Task description:
Copy the result of filtering the entries below for lines that include the string "this".

Collected data entries
..............................

use clap::Parser;
use figment::{
    providers::{Env, Format, Serialized, Toml},
    Figment,
};
use serde::{Deserialize, Serialize};
use std::time::Duration;

/// Real-time chat relay server
#[derive(Parser, Serialize, Deserialize, Clone, Debug)]
#[command(name = "relay-server", version, about = "Real-time chat relay server")]
pub struct Config {
    /// Port to listen on
    #[arg(long, env = "RELAY_PORT", default_value = "8000")]
    pub port: u16,

    /// Bind address
    #[arg(long, env = "RELAY_BIND_ADDRESS", default_value = "0.0.0.0")]
    pub bind_address: String,

    /// Path to TOML config file
    #[arg(long, default_value = "./relay.toml")]
    pub config: String,

    /// Enable structured JSON logging
    #[arg(long, env = "RELAY_JSON_LOGS")]
    pub json_logs: bool,

    /// Output a commented TOML config template and exit
    #[arg(long)]
    pub generate_config: bool,

    /// Upper bound for a single socket write, in milliseconds
    #[arg(long, env = "RELAY_SEND_TIMEOUT_MS", default_value = "5000")]
    pub send_timeout_ms: u64,

    /// Seconds between server pings
    #[arg(long, env = "RELAY_PING_INTERVAL_SECS", default_value = "30")]
    pub ping_interval_secs: u64,

    /// Seconds to wait for a pong before closing
    #[arg(long, env = "RELAY_PONG_TIMEOUT_SECS", default_value = "10")]
    pub pong_timeout_secs: u64,

    /// Largest accepted inbound text frame, in bytes
    #[arg(long, env = "RELAY_MAX_FRAME_BYTES", default_value = "4096")]
    pub max_frame_bytes: usize,

    /// Title shown on the chat page
    #[arg(long, env = "RELAY_PAGE_TITLE", default_value = "Chat")]
    pub page_title: String,
}

impl Default for Config {
    fn default() -> Self {
        Self {
            port: 8000,
            bind_address: "0.0.0.0".to_string(),
            config: "./relay.toml".to_string(),
            json_logs: false,
            generate_config: false,
            send_timeout_ms: 5000,
            ping_interval_secs: 30,
            pong_timeout_secs: 10,
            max_frame_bytes: 4096,
            page_title: "Chat".to_string(),
        }
    }
}

impl Config {
    /// Load config with layered precedence:
    /// built-in defaults < TOML file < env vars (RELAY_*) < CLI args
    pub fn load() -> Result<Self, figment::Error> {
        let cli = Config::parse();
        let config_path = cli.config.clone();

        Figment::new()
            .merge(Serialized::defaults(Config::default()))
            .merge(Toml::file(&config_path))
            .merge(Env::prefixed("RELAY_"))
            .merge(Serialized::defaults(cli))
            .extract()
    }

    pub fn send_timeout(&self) -> Duration {
        Duration::from_millis(self.send_timeout_ms)
    }

    pub fn ping_interval(&self) -> Duration {
        Duration::from_secs(self.ping_interval_secs)
    }

    pub fn pong_timeout(&self) -> Duration {
        Duration::from_secs(self.pong_timeout_secs)
    }
}

/// Generate a commented TOML config template
pub fn generate_config_template() -> String {
    r#"# Chat Relay Server Configuration
# Place this file at ./relay.toml or specify with --config <path>
# All settings can be overridden via environment variables (RELAY_PORT, etc.)
# or CLI flags (--port, etc.)

# Server port (default: 8000)
# port = 8000

# Bind address (default: 0.0.0.0, all interfaces)
# bind_address = "0.0.0.0"

# Enable structured JSON logging
# json_logs = false

# ---- Connections ----

# Upper bound for a single socket write in milliseconds (default: 5000)
# A client that cannot accept a frame within this time is disconnected.
# send_timeout_ms = 5000

# Keepalive: ping interval and pong deadline in seconds
# ping_interval_secs = 30
# pong_timeout_secs = 10

# Largest accepted inbound frame in bytes (default: 4096)
# max_frame_bytes = 4096

# ---- Page ----
# page_title = "Chat"
"#
    .to_string()
}

#[cfg(test)]
mod tests {
    use super::*;

    #[test]
    fn test_defaults_match_cli_defaults() {
        let cli = Config::parse_from(["relay-server"]);
        let defaults = Config::default();
        assert_eq!(cli.port, defaults.port);
        assert_eq!(cli.bind_address, defaults.bind_address);
        assert_eq!(cli.send_timeout_ms, defaults.send_timeout_ms);
        assert_eq!(cli.max_frame_bytes, defaults.max_frame_bytes);
        assert_eq!(cli.page_title, defaults.page_title);
    }

    #[test]
    fn test_durations() {
        let config = Config {
            send_timeout_ms: 250,
            ping_interval_secs: 5,
            pong_timeout_secs: 2,
            ..Config::default()
        };
        assert_eq!(config.send_timeout(), Duration::from_millis(250));
        assert_eq!(config.ping_interval(), Duration::from_secs(5));
        assert_eq!(config.pong_timeout(), Duration::from_secs(2));
    }

    #[test]
    fn test_template_only_contains_comments() {
        let template = generate_config_template();
        assert!(template
            .lines()
            .all(|line| line.is_empty() || line.starts_with('#')));
        assert!(template.contains("send_timeout_ms"));
    }
}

..............................

Response below:
# Place this file at ./relay.toml or specify with --config <path>
# A client that cannot accept a frame within this time is disconnected.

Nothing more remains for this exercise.